C’est que, depuis sa découverte, la statue s’est mise à parler… évidemment par l’intermédiaire de papiers ! Et pas pour dire du bien des puissants. La statue a commencé à se faire connaître quand (en 1505 ?) le cardinal Oliviero Carafa aurait fait draper chaque année, à l'occasion de la Saint-Marc (25 avril), le torse de la statue avec une toge décorée d'épigrammes en vers latins. Cette action du cardinal a introduit la coutume de critiquer le pape et son gouvernement en écrivant de courts poèmes satiriques en latin ou en romanesco (dialecte romain) et de les suspendre au cou de la statue de Pasquino. De cette pratique est né le terme de « pasquinata » (pasquinade), à savoir un pamphlet anonyme en vers ou en prose[3] . Mais pourquoi Ménélas, ou Ajax, se fait-il désormais appeler Pasquino ? Pour les uns, ce nom lui aurait été donné en souvenir d’un coiffeur du quartier particulièrement moqueur pour la gente papale, pour d’autres, il aurait utilisé le nom d’un professeur de grammaire moqué par ses élèves pour sa ressemblance avec lui. D’autres enfin, suggèrent que le nom proviendrait d’un personnage du Décaméron[4].

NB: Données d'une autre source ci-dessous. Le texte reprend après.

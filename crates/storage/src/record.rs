//! Versioned persisted shape of an exam session.
//!
//! Records are decoded at the boundary: legacy payloads are migrated, then
//! every record is rebuilt through `ExamSession::from_persisted`, so a stored
//! value either becomes a valid aggregate or is reported as corrupt.

use chrono::{DateTime, Utc};
use serde::{Deserialize, Serialize};
use serde_json::Value;
use std::collections::BTreeMap;
use thiserror::Error;

use exam_core::model::{
    AnswerRecord, ExamSession, ParticipantId, QuestionId, SessionId, SessionPolicy,
    SessionSource, SessionStateError,
};

/// Current record schema version.
pub const RECORD_VERSION: u32 = 2;

/// Tag carried by export documents.
pub const EXPORT_FORMAT: &str = "exam-sessions";

#[derive(Debug, Error)]
#[non_exhaustive]
pub enum RecordError {
    #[error("malformed record: {0}")]
    Malformed(#[from] serde_json::Error),

    #[error("unsupported record version {0}")]
    UnsupportedVersion(u64),

    #[error("invalid timestamp: {0}")]
    InvalidTimestamp(i64),

    #[error(transparent)]
    Invalid(#[from] SessionStateError),
}

/// Persisted session, schema version 2.
#[derive(Debug, Clone, PartialEq, Eq, Serialize, Deserialize)]
#[serde(rename_all = "camelCase")]
pub struct SessionRecord {
    pub version: u32,
    pub id: SessionId,
    pub participant_id: ParticipantId,
    pub source: SessionSource,
    pub question_ids: Vec<QuestionId>,
    pub answers: Vec<AnswerRecord>,
    pub created_at: DateTime<Utc>,
    pub last_saved_at: DateTime<Utc>,
    pub completed: bool,
}

impl SessionRecord {
    #[must_use]
    pub fn from_session(session: &ExamSession) -> Self {
        Self {
            version: RECORD_VERSION,
            id: session.id().clone(),
            participant_id: session.participant().clone(),
            source: session.source().clone(),
            question_ids: session.question_ids().to_vec(),
            answers: session.answers().to_vec(),
            created_at: session.created_at(),
            last_saved_at: session.last_saved_at(),
            completed: session.is_complete(),
        }
    }

    /// # Errors
    ///
    /// Returns `RecordError::Invalid` if the record violates session invariants.
    pub fn into_session(self) -> Result<ExamSession, RecordError> {
        Ok(ExamSession::from_persisted(
            self.id,
            self.participant_id,
            self.source,
            self.question_ids,
            self.answers,
            self.created_at,
            self.last_saved_at,
            self.completed,
        )?)
    }
}

//
// ─── LEGACY (V1) ───────────────────────────────────────────────────────────────
//

/// Web client timestamps were either epoch milliseconds or ISO strings.
#[derive(Debug, Deserialize)]
#[serde(untagged)]
enum LegacyTimestamp {
    Millis(i64),
    Text(DateTime<Utc>),
}

impl LegacyTimestamp {
    fn resolve(self) -> Result<DateTime<Utc>, RecordError> {
        match self {
            LegacyTimestamp::Text(t) => Ok(t),
            LegacyTimestamp::Millis(ms) => {
                DateTime::<Utc>::from_timestamp_millis(ms).ok_or(RecordError::InvalidTimestamp(ms))
            }
        }
    }
}

#[derive(Debug, Deserialize)]
#[serde(untagged)]
enum LegacySource {
    Questions(Vec<QuestionId>),
    Policy(SessionPolicy),
}

#[derive(Debug, Deserialize)]
#[serde(rename_all = "camelCase")]
struct LegacyAnswer {
    question_id: QuestionId,
    selected_index: u32,
    correct: bool,
    #[serde(default)]
    time_spent_ms: u64,
    answered_at: LegacyTimestamp,
}

#[derive(Debug, Deserialize)]
#[serde(rename_all = "camelCase")]
struct LegacyRecord {
    id: SessionId,
    policy_or_question_ids: LegacySource,
    #[serde(default)]
    answers: Vec<LegacyAnswer>,
    created_at: LegacyTimestamp,
    last_saved_at: LegacyTimestamp,
    #[serde(default)]
    completed: bool,
}

impl LegacyRecord {
    fn migrate(self) -> Result<SessionRecord, RecordError> {
        let mut answers = Vec::with_capacity(self.answers.len());
        for a in self.answers {
            answers.push(AnswerRecord {
                question_id: a.question_id,
                selected_index: a.selected_index,
                correct: a.correct,
                time_spent_ms: a.time_spent_ms,
                answered_at: a.answered_at.resolve()?,
            });
        }

        let (source, question_ids) = match self.policy_or_question_ids {
            LegacySource::Questions(ids) => (SessionSource::Questions { ids: ids.clone() }, ids),
            // v1 policy sessions never stored their draw; the answered ids are
            // the only part of it that can be recovered.
            LegacySource::Policy(policy) => {
                let ids = answers.iter().map(|a| a.question_id.clone()).collect();
                (SessionSource::Policy { policy }, ids)
            }
        };

        Ok(SessionRecord {
            version: RECORD_VERSION,
            id: self.id,
            participant_id: ParticipantId::anonymous(),
            source,
            question_ids,
            answers,
            created_at: self.created_at.resolve()?,
            last_saved_at: self.last_saved_at.resolve()?,
            completed: self.completed,
        })
    }
}

//
// ─── ENCODE / DECODE ───────────────────────────────────────────────────────────
//

/// Decode any supported record version into the current schema.
///
/// # Errors
///
/// Returns `RecordError` for malformed JSON, unknown versions, or legacy
/// payloads that cannot be migrated.
pub fn decode_record(value: Value) -> Result<SessionRecord, RecordError> {
    let version = value.get("version").and_then(Value::as_u64);
    match version {
        None => serde_json::from_value::<LegacyRecord>(value)?.migrate(),
        Some(v) if v == u64::from(RECORD_VERSION) => Ok(serde_json::from_value(value)?),
        Some(v) => Err(RecordError::UnsupportedVersion(v)),
    }
}

/// Parse, migrate and validate a stored session.
///
/// # Errors
///
/// Returns `RecordError` if the text is not a valid session in any supported version.
pub fn decode_session(raw: &str) -> Result<ExamSession, RecordError> {
    let value: Value = serde_json::from_str(raw)?;
    decode_record(value)?.into_session()
}

/// # Errors
///
/// Returns `RecordError::Malformed` if serialization fails.
pub fn encode_session(session: &ExamSession) -> Result<String, RecordError> {
    Ok(serde_json::to_string(&SessionRecord::from_session(session))?)
}

/// Backup document holding every stored session.
#[derive(Debug, Clone, Serialize, Deserialize)]
#[serde(rename_all = "camelCase")]
pub struct ExportDocument {
    pub format: String,
    pub version: u32,
    pub exported_at: DateTime<Utc>,
    pub sessions: BTreeMap<String, Value>,
}

impl ExportDocument {
    /// # Errors
    ///
    /// Returns `RecordError::Malformed` if any record fails to serialize; no
    /// partial document is produced.
    pub fn new(
        exported_at: DateTime<Utc>,
        records: Vec<SessionRecord>,
    ) -> Result<Self, RecordError> {
        let mut sessions = BTreeMap::new();
        for record in records {
            let id = record.id.as_str().to_owned();
            sessions.insert(id, serde_json::to_value(record)?);
        }
        Ok(Self {
            format: EXPORT_FORMAT.to_owned(),
            version: RECORD_VERSION,
            exported_at,
            sessions,
        })
    }
}

#[cfg(test)]
mod tests {
    use super::*;
    use exam_core::time::fixed_now;

    fn session() -> ExamSession {
        let ids = vec![QuestionId::new("q1"), QuestionId::new("q2")];
        let mut s = ExamSession::new(
            SessionId::new("s1"),
            ParticipantId::new("u1"),
            SessionSource::Questions { ids: ids.clone() },
            ids,
            fixed_now(),
        )
        .unwrap();
        s.record_answer(AnswerRecord {
            question_id: QuestionId::new("q2"),
            selected_index: 3,
            correct: true,
            time_spent_ms: 900,
            answered_at: fixed_now(),
        })
        .unwrap();
        s
    }

    #[test]
    fn current_records_decode_to_the_same_session() {
        let original = session();
        let raw = encode_session(&original).unwrap();
        assert!(raw.contains("\"version\":2"));
        assert!(raw.contains("\"questionIds\""));

        assert_eq!(decode_session(&raw).unwrap(), original);
    }

    #[test]
    fn legacy_question_list_record_is_migrated() {
        let raw = r#"{
            "id": "old",
            "policyOrQuestionIds": ["q1", "q2", "q3"],
            "answers": [
                {"questionId": "q1", "selectedIndex": 0, "correct": false,
                 "timeSpentMs": 1200, "answeredAt": 1700000000000}
            ],
            "createdAt": 1699999990000,
            "lastSavedAt": "2023-11-14T22:13:20Z",
            "completed": false
        }"#;

        let s = decode_session(raw).unwrap();
        assert_eq!(s.id(), &SessionId::new("old"));
        assert_eq!(s.participant(), &ParticipantId::anonymous());
        assert_eq!(s.total_questions(), 3);
        assert_eq!(s.answered_count(), 1);
        assert_eq!(s.correct_count(), 0);
        assert_eq!(s.last_saved_at(), fixed_now());
    }

    #[test]
    fn legacy_policy_record_recovers_answered_ids() {
        let raw = r#"{
            "id": "old-policy",
            "policyOrQuestionIds": {"counts": {"easy": 2}, "total": 2},
            "answers": [
                {"questionId": "e7", "selectedIndex": 1, "correct": true,
                 "timeSpentMs": 10, "answeredAt": "2023-11-14T22:13:20Z"}
            ],
            "createdAt": "2023-11-14T22:13:20Z",
            "lastSavedAt": "2023-11-14T22:13:20Z",
            "completed": true
        }"#;

        let s = decode_session(raw).unwrap();
        assert!(matches!(s.source(), SessionSource::Policy { .. }));
        assert_eq!(s.question_ids(), [QuestionId::new("e7")]);
        assert!(s.is_complete());
    }

    #[test]
    fn rejects_garbage_unknown_versions_and_broken_invariants() {
        assert!(matches!(
            decode_session("{not json"),
            Err(RecordError::Malformed(_))
        ));
        assert!(matches!(
            decode_session(r#"{"version": 9, "id": "x"}"#),
            Err(RecordError::UnsupportedVersion(9))
        ));

        let mut record = SessionRecord::from_session(&session());
        record.question_ids.push(QuestionId::new("q1"));
        let raw = serde_json::to_string(&record).unwrap();
        assert!(matches!(
            decode_session(&raw),
            Err(RecordError::Invalid(SessionStateError::DuplicateQuestion(_)))
        ));
    }

    #[test]
    fn export_document_keys_records_by_id() {
        let record = SessionRecord::from_session(&session());
        let doc = ExportDocument::new(fixed_now(), vec![record.clone()]).unwrap();

        assert_eq!(doc.format, EXPORT_FORMAT);
        assert_eq!(doc.version, RECORD_VERSION);
        let stored = doc.sessions.get("s1").cloned().unwrap();
        assert_eq!(decode_record(stored).unwrap(), record);
    }

    #[test]
    fn missing_required_field_is_malformed() {
        let raw = encode_session(&session()).unwrap().replace("\"createdAt\"", "\"created\"");
        assert!(matches!(decode_session(&raw), Err(RecordError::Malformed(_))));
    }
}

Non seulement Pasquino parle, mais il a surtout un franc-parler qui en indispose plus d’un, surtout les papes quand ils étaient une puissance temporelle et qu’ils pressuraient le pauvre monde. Les Romains, gouailleurs et railleurs, prirent la fâcheuse habitude d’aller y placer des libelles et des poèmes satiriques vengeurs [5]. Par exemple, après l’inauguration de la fontaine des fleuves (1651), sur la Piazza Navona, par Innocent X Pamphilj (1644 / 1655), Pasquino a déclaré :
« Ce que nous voulons, ce ne sont pas des obélisques ni des fontaines ; nous voulons du pain, du pain et encore du pain » !
Stendhal rapporte que Pasquino aurait également proclamé à propos d’Innocent VIII Cybo-Tomasello (1484 /1492) :
« Cet être funeste a engendré huit garçons et autant de filles ; on peut donc l'appeler à juste titre le père de Rome » !
D’autant que Pasquino s’est installé avec sans-gêne et malice à un endroit stratégique ! Non loin d’une des places les plus prestigieuses de Rome, la piazza Navona, et une des plus animées avec l’installation du marché de la ville en 1477, mais aussi sur le chemin de la via papalis, la route qu’empruntait le cortège du pape nouvellement élu, entre le Latran et Saint-Pierre, pour prendre possession de la basilique San Giovanni in Laterano en tant qu'évêque de Rome, avec un arrêt à la Piazza Pasquino [6]
[1] École française de Rome. « Faire parler et faire taire les statues ». 2016. Communications des rencontres organisées à l’École française de Rome, le 5 juillet 2010 et les 18 et 19 mars 2011.
[2] Bernini, à qui l’on demandait qu’elle était la plus belle statue de Rome, aurait répondu « celle de Pasquino » ; ce qui faillit lui attirer des ennuis, car son interlocuteur crut qu'il se moquait de lui.
[3] Cristina Giovannini. « Pasquino e le statue parlanti ». 1997.
[4] Boccace. « Le Décaméron – Le plant de sauge ». 1353. Toutefois, je n'ai pass trouvé le rapport avec le conte !
[5] Mary Lafon. « Pasquino et Marforio, les bouches de marbre de Rome ». 1877.
[6] Paola Ciancio Rossetto. « Pasquino: riflessioni e acquisizioni dal restauro ». Rencontres « Faire parler et faire taire les statues ». École française de Rome. 2016.